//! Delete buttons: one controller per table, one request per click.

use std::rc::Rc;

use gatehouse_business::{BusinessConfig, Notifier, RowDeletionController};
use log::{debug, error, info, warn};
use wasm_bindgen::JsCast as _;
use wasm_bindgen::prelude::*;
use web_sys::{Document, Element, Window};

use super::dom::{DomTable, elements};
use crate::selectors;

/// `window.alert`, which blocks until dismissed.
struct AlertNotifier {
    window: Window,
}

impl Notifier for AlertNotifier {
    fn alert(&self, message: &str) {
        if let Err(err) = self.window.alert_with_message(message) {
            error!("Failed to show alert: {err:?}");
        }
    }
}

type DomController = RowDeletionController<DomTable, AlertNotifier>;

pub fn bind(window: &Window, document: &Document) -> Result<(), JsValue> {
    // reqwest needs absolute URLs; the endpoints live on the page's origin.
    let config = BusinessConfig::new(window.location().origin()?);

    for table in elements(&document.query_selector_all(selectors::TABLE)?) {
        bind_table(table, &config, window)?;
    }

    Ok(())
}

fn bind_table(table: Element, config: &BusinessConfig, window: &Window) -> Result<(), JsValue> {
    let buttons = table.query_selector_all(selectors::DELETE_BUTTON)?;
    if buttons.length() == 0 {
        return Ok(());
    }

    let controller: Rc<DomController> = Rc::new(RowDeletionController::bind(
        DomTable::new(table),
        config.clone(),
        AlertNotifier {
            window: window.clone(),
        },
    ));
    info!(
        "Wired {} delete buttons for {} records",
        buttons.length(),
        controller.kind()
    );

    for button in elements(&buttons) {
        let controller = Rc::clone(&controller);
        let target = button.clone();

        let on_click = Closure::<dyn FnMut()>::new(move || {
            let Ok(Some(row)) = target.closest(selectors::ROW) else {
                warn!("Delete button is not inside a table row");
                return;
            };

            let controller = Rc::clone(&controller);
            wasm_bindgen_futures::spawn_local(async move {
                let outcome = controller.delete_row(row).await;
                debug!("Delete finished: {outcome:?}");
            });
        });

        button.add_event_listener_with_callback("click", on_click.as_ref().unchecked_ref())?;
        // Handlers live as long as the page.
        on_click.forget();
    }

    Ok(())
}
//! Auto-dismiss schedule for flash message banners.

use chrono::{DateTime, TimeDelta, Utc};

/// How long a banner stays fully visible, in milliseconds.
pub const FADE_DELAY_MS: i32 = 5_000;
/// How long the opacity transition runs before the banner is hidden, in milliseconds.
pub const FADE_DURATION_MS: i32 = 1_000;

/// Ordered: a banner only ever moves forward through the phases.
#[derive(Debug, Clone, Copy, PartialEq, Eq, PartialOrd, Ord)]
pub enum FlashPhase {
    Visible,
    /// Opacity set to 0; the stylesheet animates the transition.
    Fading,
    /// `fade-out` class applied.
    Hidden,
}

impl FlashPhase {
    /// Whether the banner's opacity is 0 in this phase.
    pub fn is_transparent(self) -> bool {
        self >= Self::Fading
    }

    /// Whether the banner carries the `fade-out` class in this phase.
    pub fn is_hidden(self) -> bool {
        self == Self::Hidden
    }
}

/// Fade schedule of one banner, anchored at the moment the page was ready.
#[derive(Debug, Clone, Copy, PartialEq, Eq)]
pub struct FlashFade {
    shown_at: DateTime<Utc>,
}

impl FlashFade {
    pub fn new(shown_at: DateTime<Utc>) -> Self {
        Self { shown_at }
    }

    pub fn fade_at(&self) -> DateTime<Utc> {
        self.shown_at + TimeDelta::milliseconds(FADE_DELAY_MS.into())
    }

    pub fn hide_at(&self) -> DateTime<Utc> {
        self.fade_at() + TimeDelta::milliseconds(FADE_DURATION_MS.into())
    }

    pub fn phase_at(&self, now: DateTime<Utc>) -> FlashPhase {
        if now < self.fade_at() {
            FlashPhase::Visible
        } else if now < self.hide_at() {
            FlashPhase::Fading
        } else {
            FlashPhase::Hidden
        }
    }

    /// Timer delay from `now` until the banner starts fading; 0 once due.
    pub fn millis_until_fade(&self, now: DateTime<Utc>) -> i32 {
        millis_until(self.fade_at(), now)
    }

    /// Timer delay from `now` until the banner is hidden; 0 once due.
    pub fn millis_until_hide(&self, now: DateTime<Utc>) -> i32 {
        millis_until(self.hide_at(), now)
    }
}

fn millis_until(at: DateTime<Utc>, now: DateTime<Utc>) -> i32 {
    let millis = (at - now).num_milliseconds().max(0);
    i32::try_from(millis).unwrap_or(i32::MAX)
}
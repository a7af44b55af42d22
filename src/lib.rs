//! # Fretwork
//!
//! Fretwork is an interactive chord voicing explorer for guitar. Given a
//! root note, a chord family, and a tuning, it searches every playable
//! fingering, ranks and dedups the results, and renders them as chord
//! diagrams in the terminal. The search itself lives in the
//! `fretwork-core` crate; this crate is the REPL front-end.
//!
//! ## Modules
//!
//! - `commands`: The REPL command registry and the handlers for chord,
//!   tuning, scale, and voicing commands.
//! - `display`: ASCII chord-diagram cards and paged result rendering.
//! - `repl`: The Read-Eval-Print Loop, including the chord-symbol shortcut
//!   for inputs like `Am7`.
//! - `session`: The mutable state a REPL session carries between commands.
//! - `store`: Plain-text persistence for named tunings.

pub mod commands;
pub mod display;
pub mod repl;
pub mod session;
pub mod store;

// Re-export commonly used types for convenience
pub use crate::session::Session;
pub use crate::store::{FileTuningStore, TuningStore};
──────
All lines with the word "error" must be located in the data and copied.

Answer.
use log::{debug, error, info, warn};
            error!("Failed to show alert: {err:?}");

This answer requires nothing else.